The P2P Foundation is a registered institute founded in Amsterdam, Netherlands. Its local registered name is: Stichting Peer to Peer Alternatives, dossier nr: 34264847.[2]


http://www.p2pfoundation.net/

The P2P Foundation is an international organization focused on studying, researching, documenting and promoting peer to peer practices in a very broad sense. This wiki is our knowledge commons. Our motto is "Together we know everything, together we have everything", i.e. pooling our resources through commons, creates prosperity for all. We document thousands of initiatives going in that direction on order to create "Hope with evidence".


http://wiki.p2pfoundation.net/P2P_Foundation:About

Mission and Objectives

The Foundation for P2P Alternatives proposes to be a meeting place for those who can broadly agree with the following guiding ideas, principles and propositions, which are also argued in the essay or book in progress, P2P and Human Evolution:

The Foundation for P2P Alternatives addresses the following

  1. brings information together;
  2. connects people and mutually informs them
  3. strives for integrative insights coming from the many subfields;
  4. can organize events for reflection and action;
  5. can educate people about critical and creative tools for world-making

Michel Bauwens, November 29, 2005

Structure of the P2P Foundation

The P2P Foundation is a distributed organization. In order to foster its growth, it has been necessary to create some core, managed structures. The development of these is ongoing but here are some notable aspects:

The P2P Foundation has several nodes on the web: a wiki, a blog, a social network, and an email discussion list. Each has an administrator.

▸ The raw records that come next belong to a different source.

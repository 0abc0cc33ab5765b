use rusqlite::{Connection, OptionalExtension, Row};

use crate::{Error, database_id::AgentId};

/// The one agent name that may be shared by any number of agents.
///
/// Compared case-insensitively.
pub const SHARED_AGENT_NAME: &str = "other";

/// Someone whose transactions are aggregated and charted.
#[derive(Debug, Clone, PartialEq)]
pub struct Agent {
    /// The ID of the agent.
    pub id: AgentId,
    /// The display name of the agent.
    pub name: String,
}

/// Whether `name` is exempt from the unique agent name rule.
pub fn is_shared_agent_name(name: &str) -> bool {
    name.eq_ignore_ascii_case(SHARED_AGENT_NAME)
}

pub fn create_agent_table(connection: &Connection) -> Result<(), rusqlite::Error> {
    connection.execute(
        "CREATE TABLE IF NOT EXISTS agents (
            id INTEGER PRIMARY KEY,
            name TEXT NOT NULL
        )",
        (),
    )?;

    // Names are unique, except for the shared name which any agent may use.
    connection.execute(
        "CREATE UNIQUE INDEX IF NOT EXISTS idx_agents_name
            ON agents(name) WHERE lower(name) <> 'other'",
        (),
    )?;

    Ok(())
}

pub fn map_row_to_agent(row: &Row) -> Result<Agent, rusqlite::Error> {
    let id = row.get(0)?;
    let name = row.get(1)?;

    Ok(Agent { id, name })
}

/// Get every agent, oldest first.
///
/// # Errors
/// Returns an [Error::SqlError] if there is an SQL error.
pub fn get_all_agents(connection: &Connection) -> Result<Vec<Agent>, Error> {
    connection
        .prepare("SELECT id, name FROM agents ORDER BY id ASC")?
        .query_map([], map_row_to_agent)?
        .map(|maybe_agent| maybe_agent.map_err(Error::from))
        .collect()
}

/// Get the agent with `id`.
///
/// # Errors
/// Returns [Error::AgentNotFound] if no agent has the ID `id`.
pub fn get_agent(id: AgentId, connection: &Connection) -> Result<Agent, Error> {
    connection
        .query_one(
            "SELECT id, name FROM agents WHERE id = ?1",
            [id],
            map_row_to_agent,
        )
        .map_err(|error| match error {
            rusqlite::Error::QueryReturnedNoRows => Error::AgentNotFound,
            error => error.into(),
        })
}

/// Find the ID of an agent named exactly `name`, ignoring the agent `except`.
pub(super) fn find_agent_id_by_name(
    name: &str,
    except: Option<AgentId>,
    connection: &Connection,
) -> Result<Option<AgentId>, Error> {
    connection
        .query_row(
            "SELECT id FROM agents WHERE name = ?1 AND id IS NOT ?2 LIMIT 1",
            (name, except),
            |row| row.get(0),
        )
        .optional()
        .map_err(Error::from)
}

/// Maps a UNIQUE constraint violation on the agent name to [Error::DuplicateAgentName].
pub(super) fn map_duplicate_name_error(error: rusqlite::Error, name: &str) -> Error {
    match error {
        // Code 2067 occurs when a UNIQUE constraint failed.
        rusqlite::Error::SqliteFailure(sql_error, Some(ref desc))
            if sql_error.extended_code == 2067 && desc.contains("agents.name") =>
        {
            Error::DuplicateAgentName(name.to_owned())
        }
        error => error.into(),
    }
}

The Commons Transition project is the Foundation's main communications and policy hub. It has a website, online magazine and a wiki.

Read here for more on the History of the P2P Foundation.

What Other People Are Saying about Us

 

 

 

 

Evolution of the P2P Foundation

Interview of Michel Bauwens by V. Sasi Kumar:

"Michel Bauwens was in Thiruvananthapuram, Kerala, in December 2008, to participate in the Free Software Free Society conference and talked about the work of the Foundation. In this interview, done through email after his return to Thailand, Michel speaks about how he decided to leave his job and start the P2P Foundation, what principles the Foundation is based on, what its work is, and how the work has been progressing.

 

You were an information scientist and magazine editor before you started the P2P Foundation. Can you tell us about this evolution? How did it happen?

MB: My first job (but without any formal library and information science training, as I studied political science) was nine years as reference librarian and information analyst for a centre in Brussels. In 1990, I started working as strategic business information manager at the headquarters of the agribusiness wing of British Petroleum. At that time, I reformulated the role of librarian into that of ‘cybrarian’, ie managing “just in time, just for you” information streams to senior management who were not in any real sense using the physical library resources anymore.

As the animal feed businesses were divested by 1993, I moved on to creating a Flemish magazine that was a mix of Mondo 2000 and Wired, and then became one of the Internet evangelists in my home country, leading to work as a serial Internet entrepreneur.

From my very first encounter with the Internet, ie collective mailing lists combining experts from around the world, I knew this was a technology that would change the very fabric of our world. Never before had there been such real-time possibilities for human cooperation and collective intelligence on a global scale. From now on, the privileged communication infrastructures that were only in the hands of multinationals and the State, would be distributed and democratised, a shift at least as important as the effect of the printing press.

At the same time, I became increasingly dissatisfied with the corporate world, seeing how the neoliberal system not only created increased social inequality, exacted a terrible psychic cost from even its privileged managerial layers, while also creating havoc in our natural world. I started seeing the system as a giant Ponzi scheme (a scheme in which the profit of those who invest earlier comes from those who invest later), so what surprised me was not the meltdown of 2008, but why it took so long to actually manifest itself!

At the same time, there was a revival of social resistance starting in 1995, and I was noticing, as a professional trend-watcher, that there was a common template in the new forms of social organisation, the one I now call the ‘peer to peer’ dynamic, or ‘voluntary permissionless self-aggregation around the production of common value’.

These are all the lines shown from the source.